Given Emma’s history, I would suggest a patient like her consider treatment to delay onset of Stage 3 type 1 diabetes. We know these patients are highly likely to progress to type 1, so there is a role in considering this therapy to reduce the risk of progression. This is one reason why screening and referral to an endocrinologist for further evaluation is so important.
I would also point out that patients like Emma who are at risk of type 1 diabetes can continue to play sports, go to school and live an otherwise “normal” life. However, they would need to be aware of potential signs and symptoms of diabetes and continue to be closely followed by their care team for assessment of progression to Stage 3 type 1 diabetes. This monitoring can avoid diabetic ketoacidosis (DKA), which can be very dangerous. Data show that people who participate in type 1 diabetes prevention studies can reduce the rate of DKA at diagnosis from 30% to less than 4%.
Summary:
It is so exciting to finally have a treatment to delay onset of type 1 diabetes. I would recommend screening all relatives of a person who has type 1. Antibody tests are easy to do through a blood test, and now that we have a treatment option, this is a game changer in our ability to diagnose and potentially treat type 1. In addition, other potential therapies are being researched, so I think we will see continuous development in this area.
It is also important to note that delaying progression is especially meaningful for children and their families because type 1 diabetes requires major lifestyle changes. The difference between age 8 and 10 or between 10 and 12 can be significant in a child’s life. The delay would allow more time for the child to mature and the family to prepare for living with this chronic autoimmune disease.
KOL on Demand
Q&A
Insight on pediatric type 1 diabetes
Q: When a child is diagnosed with early- to late-stage type 1, what are common psychosocial challenges parents experience? How do you help them build coping skills?
A: When a child or adolescent receives a diagnosis, parents may feel shock, guilt, anxiety or uncertainty. That’s on top of many unanswered questions, including how to best support their child. To help parents cope, I provide comprehensive education about type 1 diabetes and its management. In addition, I advise early-stage type 1 diabetes screening for undiagnosed relatives, especially siblings.
For many parents, the challenge is how to stay actively engaged in their child’s diabetes management while at the same time encouraging the child's independence after progression to the clinical stage. They worry how their child can balance their social life and their ability to manage diabetes, both emotionally and practically. I ask parents how involved they want to be in their child's care and, conversely, I ask the child how much they want their parents to be involved. Giving older children and teenagers the opportunity to voice their preferences and take charge reassures parents and eases their concerns.

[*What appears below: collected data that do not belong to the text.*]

// Copyright (c) 2026 ALAS Technology. MIT License.
// See LICENSE for details.

//! # TCP Transport
//!
//! Real-socket transport on tokio.
//!
//! ## Design
//!
//! - Frames are a big-endian `u32` length followed by the payload
//!   (`LengthDelimitedCodec`). Frames over [`MAX_FRAME_BYTES`] kill the
//!   connection.
//! - Every connection gets two tasks. The read task forwards frames to the
//!   shared inbound queue. The write task drains a per-peer outbound queue, so
//!   `send_message` never waits on a slow socket.
//! - Peers are keyed by the address we know them by: the dialed address for
//!   outbound connections, the remote socket address for inbound ones.
//!   Replies to an [`Rpc`] always go back over the connection it arrived on.
//! - A new connection under an existing key replaces the old one. Each table
//!   entry carries its connection id, and a closing connection only removes
//!   the entry if it is still its own.
//! - When either task ends the peer is dropped from the table and a
//!   [`PeerEvent::Disconnected`] is emitted. Nothing is retried.

use std::net::SocketAddr;
use std::sync::atomic::{AtomicU64, Ordering};
use std::sync::Arc;

use async_trait::async_trait;
use bytes::Bytes;
use dashmap::DashMap;
use futures::{SinkExt, StreamExt};
use parking_lot::Mutex;
use tokio::net::{TcpListener, TcpStream};
use tokio::sync::mpsc;
use tokio::task::JoinHandle;
use tokio_util::codec::{FramedRead, FramedWrite, LengthDelimitedCodec};
use tracing::{debug, info, warn};

use super::{NetAddr, PeerEvent, Rpc, Transport, TransportError};
use crate::config::{MAX_FRAME_BYTES, PEER_CONNECT_TIMEOUT, RPC_CHANNEL_CAPACITY};

fn codec() -> LengthDelimitedCodec {
    LengthDelimitedCodec::builder()
        .max_frame_length(MAX_FRAME_BYTES)
        .new_codec()
}

/// Outbound queue of one live connection.
struct Link {
    id: u64,
    tx: mpsc::UnboundedSender<Bytes>,
}

struct Shared {
    local_addr: SocketAddr,
    next_id: AtomicU64,
    peers: DashMap<NetAddr, Link>,
    rpc_tx: mpsc::Sender<Rpc>,
    peer_tx: mpsc::UnboundedSender<PeerEvent>,
}

impl Shared {
    /// Splits `stream`, starts its read and write tasks, and announces the
    /// peer.
    fn attach(self: &Arc<Self>, stream: TcpStream, addr: NetAddr) {
        let (read_half, write_half) = stream.into_split();
        let (out_tx, mut out_rx) = mpsc::unbounded_channel::<Bytes>();
        let id = self.next_id.fetch_add(1, Ordering::Relaxed);

        if self.peers.insert(addr.clone(), Link { id, tx: out_tx }).is_some() {
            debug!(peer = %addr, "replacing existing connection");
        }

        let writer_shared = Arc::clone(self);
        let writer_addr = addr.clone();
        tokio::spawn(async move {
            let mut sink = FramedWrite::new(write_half, codec());
            while let Some(frame) = out_rx.recv().await {
                if let Err(err) = sink.send(frame).await {
                    warn!(peer = %writer_addr, %err, "write failed, dropping peer");
                    break;
                }
            }
            writer_shared.detach(&writer_addr, id);
        });

        let reader_shared = Arc::clone(self);
        let reader_addr = addr.clone();
        tokio::spawn(async move {
            let mut frames = FramedRead::new(read_half, codec());
            loop {
                match frames.next().await {
                    Some(Ok(frame)) => {
                        let rpc = Rpc {
                            from: reader_addr.clone(),
                            payload: frame.freeze(),
                        };
                        if reader_shared.rpc_tx.send(rpc).await.is_err() {
                            debug!(peer = %reader_addr, "inbound queue closed");
                            break;
                        }
                    }
                    Some(Err(err)) => {
                        warn!(peer = %reader_addr, %err, "read failed");
                        break;
                    }
                    None => {
                        info!(peer = %reader_addr, "connection closed");
                        break;
                    }
                }
            }
            reader_shared.detach(&reader_addr, id);
        });

        let _ = self.peer_tx.send(PeerEvent::Connected(addr));
    }

    /// Drops connection `id` of `addr` if it is still the live one.
    fn detach(&self, addr: &NetAddr, id: u64) {
        if self.peers.remove_if(addr, |_, link| link.id == id).is_some() {
            debug!(peer = %addr, id, "peer detached");
            let _ = self.peer_tx.send(PeerEvent::Disconnected(addr.clone()));
        }
    }
}

/// TCP transport bound to a local listener.
pub struct TcpTransport {
    shared: Arc<Shared>,
    rpc_rx: Mutex<Option<mpsc::Receiver<Rpc>>>,
    peer_rx: Mutex<Option<mpsc::UnboundedReceiver<PeerEvent>>>,
    accept_task: JoinHandle<()>,
}

impl TcpTransport {
    /// Binds `listen_addr` and starts accepting. Bind failure is returned to
    /// the caller, which treats it as fatal.
    pub async fn bind(listen_addr: &str) -> Result<Self, TransportError> {
        let listener = TcpListener::bind(listen_addr)
            .await
            .map_err(|source| TransportError::Bind {
                addr: listen_addr.to_string(),
                source,
            })?;
        let local_addr = listener.local_addr()?;

        let (rpc_tx, rpc_rx) = mpsc::channel(RPC_CHANNEL_CAPACITY);
        let (peer_tx, peer_rx) = mpsc::unbounded_channel();
        let shared = Arc::new(Shared {
            local_addr,
            next_id: AtomicU64::new(0),
            peers: DashMap::new(),
            rpc_tx,
            peer_tx,
        });

        let accept_shared = Arc::clone(&shared);
        let accept_task = tokio::spawn(async move {
            loop {
                match listener.accept().await {
                    Ok((stream, remote)) => {
                        debug!(%remote, "inbound connection");
                        accept_shared.attach(stream, NetAddr::new(remote.to_string()));
                    }
                    Err(err) => {
                        warn!(%err, "accept failed");
                    }
                }
            }
        });

        info!(addr = %local_addr, "tcp transport listening");
        Ok(Self {
            shared,
            rpc_rx: Mutex::new(Some(rpc_rx)),
            peer_rx: Mutex::new(Some(peer_rx)),
            accept_task,
        })
    }

    /// The bound socket address. Differs from the requested one when
    /// binding port 0.
    pub fn local_addr(&self) -> SocketAddr {
        self.shared.local_addr
    }
}

impl Drop for TcpTransport {
    fn drop(&mut self) {
        self.accept_task.abort();
    }
}

#[async_trait]
impl Transport for TcpTransport {
    fn addr(&self) -> NetAddr {
        NetAddr::new(self.shared.local_addr.to_string())
    }

    async fn connect(&self, addr: &NetAddr) -> Result<(), TransportError> {
        let dial = TcpStream::connect(addr.as_str());
        let stream = tokio::time::timeout(PEER_CONNECT_TIMEOUT, dial)
            .await
            .map_err(|_| TransportError::ConnectFailure {
                addr: addr.clone(),
                reason: "timed out".into(),
            })?
            .map_err(|err| TransportError::ConnectFailure {
                addr: addr.clone(),
                reason: err.to_string(),
            })?;
        debug!(peer = %addr, "outbound connection");
        self.shared.attach(stream, addr.clone());
        Ok(())
    }

    async fn send_message(&self, to: &NetAddr, payload: Bytes) -> Result<(), TransportError> {
        if payload.len() > MAX_FRAME_BYTES {
            return Err(TransportError::FrameTooLarge {
                len: payload.len(),
                max: MAX_FRAME_BYTES,
            });
        }
        let sender = self
            .shared
            .peers
            .get(to)
            .map(|entry| entry.value().tx.clone())
            .ok_or_else(|| TransportError::PeerUnreachable(to.clone()))?;
        sender
            .send(payload)
            .map_err(|_| TransportError::PeerUnreachable(to.clone()))
    }

    async fn broadcast(&self, payload: Bytes) -> Result<(), TransportError> {
        for peer in self.peers() {
            if let Err(err) = self.send_message(&peer, payload.clone()).await {
                warn!(to = %peer, %err, "broadcast send failed");
            }
        }
        Ok(())
    }

    fn consume(&self) -> Result<mpsc::Receiver<Rpc>, TransportError> {
        self.rpc_rx.lock().take().ok_or(TransportError::AlreadyConsumed)
    }

    fn peer_events(&self) -> Result<mpsc::UnboundedReceiver<PeerEvent>, TransportError> {
        self.peer_rx.lock().take().ok_or(TransportError::AlreadyConsumed)
    }

    fn peers(&self) -> Vec<NetAddr> {
        let mut peers: Vec<NetAddr> = self.shared.peers.iter().map(|e| e.key().clone()).collect();
        peers.sort();
        peers
    }
}

#[cfg(test)]
mod tests {
    use super::*;
    use std::time::Duration;

    #[tokio::test]
    async fn frames_travel_both_ways() {
        let server = TcpTransport::bind("127.0.0.1:0").await.unwrap();
        let client = TcpTransport::bind("127.0.0.1:0").await.unwrap();
        let mut server_in = server.consume().unwrap();
        let mut server_peers = server.peer_events().unwrap();
        let mut client_in = client.consume().unwrap();

        client.connect(&server.addr()).await.unwrap();
        client
            .send_message(&server.addr(), Bytes::from_static(b"ping"))
            .await
            .unwrap();

        let rpc = tokio::time::timeout(Duration::from_secs(5), server_in.recv())
            .await
            .unwrap()
            .unwrap();
        assert_eq!(&rpc.payload[..], b"ping");

        // The inbound peer was announced under the address the reply goes to.
        let announced = server_peers.recv().await.unwrap();
        assert_eq!(announced, PeerEvent::Connected(rpc.from.clone()));

        server
            .send_message(&rpc.from, Bytes::from_static(b"pong"))
            .await
            .unwrap();
        let reply = tokio::time::timeout(Duration::from_secs(5), client_in.recv())
            .await
            .unwrap()
            .unwrap();
        assert_eq!(&reply.payload[..], b"pong");
        assert_eq!(reply.from, server.addr());
    }

    #[tokio::test]
    async fn redial_keeps_the_new_connection() {
        let server = TcpTransport::bind("127.0.0.1:0").await.unwrap();
        let client = TcpTransport::bind("127.0.0.1:0").await.unwrap();
        let mut server_in = server.consume().unwrap();

        client.connect(&server.addr()).await.unwrap();
        client.connect(&server.addr()).await.unwrap();
        // Let the replaced connection's tasks wind down.
        tokio::time::sleep(Duration::from_millis(300)).await;

        assert_eq!(client.peers(), vec![server.addr()]);
        client
            .send_message(&server.addr(), Bytes::from_static(b"still here"))
            .await
            .unwrap();
        let rpc = tokio::time::timeout(Duration::from_secs(5), server_in.recv())
            .await
            .unwrap()
            .unwrap();
        assert_eq!(&rpc.payload[..], b"still here");
    }

    #[tokio::test]
    async fn closed_connection_is_reported_once() {
        let server = TcpTransport::bind("127.0.0.1:0").await.unwrap();
        let mut events = server.peer_events().unwrap();

        let stream = TcpStream::connect(server.local_addr()).await.unwrap();
        let connected = tokio::time::timeout(Duration::from_secs(5), events.recv())
            .await
            .unwrap()
            .unwrap();
        let PeerEvent::Connected(peer) = connected else {
            panic!("expected a connect event, got {connected:?}");
        };
        assert_eq!(server.peers(), vec![peer.clone()]);

        drop(stream);
        let gone = tokio::time::timeout(Duration::from_secs(5), events.recv())
            .await
            .unwrap()
            .unwrap();
        assert_eq!(gone, PeerEvent::Disconnected(peer));
        assert!(server.peers().is_empty());

        tokio::time::sleep(Duration::from_millis(100)).await;
        assert!(events.try_recv().is_err());
    }

    #[tokio::test]
    async fn bind_conflict_is_reported() {
        let first = TcpTransport::bind("127.0.0.1:0").await.unwrap();
        let taken = first.local_addr().to_string();
        let err = TcpTransport::bind(&taken).await.err().unwrap();
        assert!(matches!(err, TransportError::Bind { .. }));
    }

    #[tokio::test]
    async fn dialing_nothing_fails() {
        let t = TcpTransport::bind("127.0.0.1:0").await.unwrap();
        // Grab a free port, then release it so nothing listens there.
        let spare = TcpListener::bind("127.0.0.1:0").await.unwrap();
        let dead = spare.local_addr().unwrap().to_string();
        drop(spare);

        let err = t.connect(&NetAddr::new(dead)).await.unwrap_err();
        assert!(matches!(err, TransportError::ConnectFailure { .. }));
        assert!(t.peers().is_empty());
    }

    #[tokio::test]
    async fn unknown_peer_is_unreachable() {
        let t = TcpTransport::bind("127.0.0.1:0").await.unwrap();
        let err = t
            .send_message(&NetAddr::from("10.0.0.1:1"), Bytes::new())
            .await
            .unwrap_err();
        assert!(matches!(err, TransportError::PeerUnreachable(_)));
    }
}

Specialized counselors or therapists can help address parents’ emotional distress and offer valuable coping mechanisms. Additionally, emphasizing self-care for parents and connecting them with support groups provides shared experiences and insights, aiding in the transition and helping parents strike a balance in supporting their child's journey.
Q: What counseling do you provide when a patient starts using continuous glucose monitoring (CGM)?
A: First, we delve into an overview of CGM technology, covering sensor placement, data collection, display, maintenance and troubleshooting. Second, we prioritize interpreting CGM data patterns and alerts, emphasizing the effect of daily activities like meals, exercise and insulin dosage on glucose levels. The insights on daily behavior are pivotal as we work together to align targets and alerts with a patient’s specific needs. Instructing patients (and their parents as needed) on how to adjust insulin dosages based on CGM data comes next, while addressing any potential psychological burden this might produce. Lastly, we establish expectations regarding data sharing frequency, communication protocols with healthcare providers, the option for remote visits, accessing technical support and remotely reviewing data. It’s important to note that counseling is tailored to the individual patient’s needs and readiness to incorporate CGM into their diabetes management routine.
Q: Research suggests there’s an increasing prevalence of overweight/obesity in patients with type 1 diabetes. What might explain this trend, and how do you help patients with weight management?
A: Indeed, recent research highlights a concerning surge in overweight and obesity rates among individuals diagnosed with type 1 diabetes from 2016 to 2021, mirroring or even surpassing rates seen in those without diabetes.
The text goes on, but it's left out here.